Starred review from August 1, 2017
The terrible beauty of life along the nation's lower margins is summoned in this bold, bright, and sharp-eyed road novel.In present-day Mississippi, citizens of all colors struggle much as their ancestors did against the persistence of poverty, the wages of sin, and the legacy of violence. Thirteen-year-old Jojo is a sensitive African-American boy living with his grandparents and his toddler sister, Kayla, somewhere along the Gulf Coast. Their mother, Leonie, is addicted to drugs and haunted by visions of her late brother, Given, a local football hero shot to death years before by a white youth offended at being bested in some supposedly friendly competition. Somehow, Leonie ends up marrying Michael, the shooter's cousin, who worked as a welder on the ill-fated Deepwater Horizon oil rig. The novel's main story involves a road trip northward to the Mississippi State Penitentiary, where Michael's about to be released from prison. Leonie, very much a hot mess, insists on taking both children along to pick up their father even though it's clear from the start that Jojo--who's more nurturing to his sister than their mother is--in no way wants to make the journey, especially with his grandmother dying from cancer. Along the way, Jojo finds he's the only one who sees and speaks to another spirit: Richie, an ill-fated friend of his grandfather's who decades before was imprisoned at a brutal work camp when he was slightly younger than Jojo. Ward, a National Book Award winner for Salvage the Bones, (2011), has intimate knowledge of the Gulf Coast and its cultural complexities and recounts this jolting odyssey through the first-person voices of Jojo, Leonie, and occasionally Richie. They each evoke the swampy contours of the scenery but also the sweat, stickiness, and battered nerves that go along with a road trip. It's a risky conceit, and Ward has to work to avoid making her narrators sound too much like poets. But any qualms are overpowered by the book's intensely evocative imagery, musical rhetoric, and bountiful sympathy toward even the most exasperating of its characters. Remorse stalks the grown-ups like a search party, but grace in whatever form seems ready to salve their wounds, even the ones that don't easily show. As with the best and most meaningful American fiction these days, old truths are recast here in new realities rife with both peril and promise.

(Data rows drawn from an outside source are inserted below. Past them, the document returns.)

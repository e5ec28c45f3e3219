use std::io::Write;
use std::process::{Command, Stdio};
use anyhow::{anyhow, bail, Context};

/// Pipe generated Rust source through `rustfmt`.
pub fn rustfmt(input: String) -> anyhow::Result<String> {
    let mut command = Command::new("rustfmt")
        .arg("--edition")
        .arg("2021")
        .arg("--emit")
        .arg("stdout")
        .stdin(Stdio::piped())
        .stdout(Stdio::piped())
        .stderr(Stdio::piped())
        .spawn()
        .context("Failed to start rustfmt")?;

    let mut stdin = command.stdin.take().ok_or_else(|| anyhow!("rustfmt stdin is not piped"))?;
    stdin.write_all(input.as_bytes())?;
    drop(stdin);

    let output = command.wait_with_output()?;
    if !output.status.success() {
        bail!("rustfmt exited with {}: {}", output.status, String::from_utf8_lossy(&output.stderr));
    }

    let stdout = String::from_utf8(output.stdout)?;
    Ok(stdout)
}
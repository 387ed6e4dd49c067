//! Web layer for the itinerary server.
//!
//! Provides the HTTP endpoint for route lookups between named places.

mod dto;
mod routes;
mod state;

pub use dto::*;
pub use routes::create_router;
pub use state::AppState;
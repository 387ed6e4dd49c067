//! Place name normalization.

/// Canonicalize a free-text place name for exact-name station lookup.
///
/// Leading and trailing whitespace is removed and every internal run of
/// whitespace becomes a single `-`. Case, punctuation and non-ASCII
/// characters are left alone.
///
/// # Examples
///
/// ```
/// use itinerary_server::domain::normalize_location;
///
/// assert_eq!(normalize_location("  central   station  "), "central-station");
/// assert_eq!(normalize_location("Aalto-Yliopisto"), "Aalto-Yliopisto");
/// assert_eq!(normalize_location(""), "");
/// ```
pub fn normalize_location(name: &str) -> String {
    name.split_whitespace().collect::<Vec<_>>().join("-")
}

#[cfg(test)]
mod tests {
    use super::*;

    #[test]
    fn collapses_internal_whitespace() {
        assert_eq!(normalize_location("central station"), "central-station");
        assert_eq!(normalize_location("central \t\n station"), "central-station");
        assert_eq!(normalize_location("a b  c   d"), "a-b-c-d");
    }

    #[test]
    fn trims_surrounding_whitespace() {
        assert_eq!(normalize_location("  central station  "), "central-station");
        assert_eq!(normalize_location("\tKeilaniemi\n"), "Keilaniemi");
    }

    #[test]
    fn empty_and_blank() {
        assert_eq!(normalize_location(""), "");
        assert_eq!(normalize_location("   "), "");
    }

    #[test]
    fn leaves_case_and_punctuation() {
        assert_eq!(normalize_location("Pasila (Itä)"), "Pasila-(Itä)");
        assert_eq!(normalize_location("HELSINKI"), "HELSINKI");
        assert_eq!(normalize_location("St. John's"), "St.-John's");
    }

    #[test]
    fn existing_hyphens_are_kept() {
        assert_eq!(normalize_location("Aalto - Yliopisto"), "Aalto---Yliopisto");
    }
}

COPYRIGHT(2017) Kirkus Reviews, ALL RIGHTS RESERVED.



Publisher's Weekly

October 30, 2017
A trio of performers demonstrate their considerable vocal talents in the audio edition of the latest from National Book Award–winner Ward (for Salvage the Bones). The novel’s multithreaded structure may take a bit of time for listeners to grasp, particularly given that one of the three narrators is the ghost of Richie, a teen prisoner who was murdered many decades earlier. The other two protagonists—a 13-year-old boy named Jojo and his drug-addicted mother, Leonie—interact with both the living and the dead in their daily lives in a narrative that links past racial violence with a current family crisis. The elements eventually meld together seamlessly. Jojo’s lingering sense of innocence and earnestness on the cusp of manhood shines through in the gentle cadence of Harrison’s voice. Actor Wesley brings both edge and vulnerability to her smoky-voiced portrayal of Leonie. The listening experience requires attention to detail, but the solid performances are a great match for the material. A Scribner hardcover.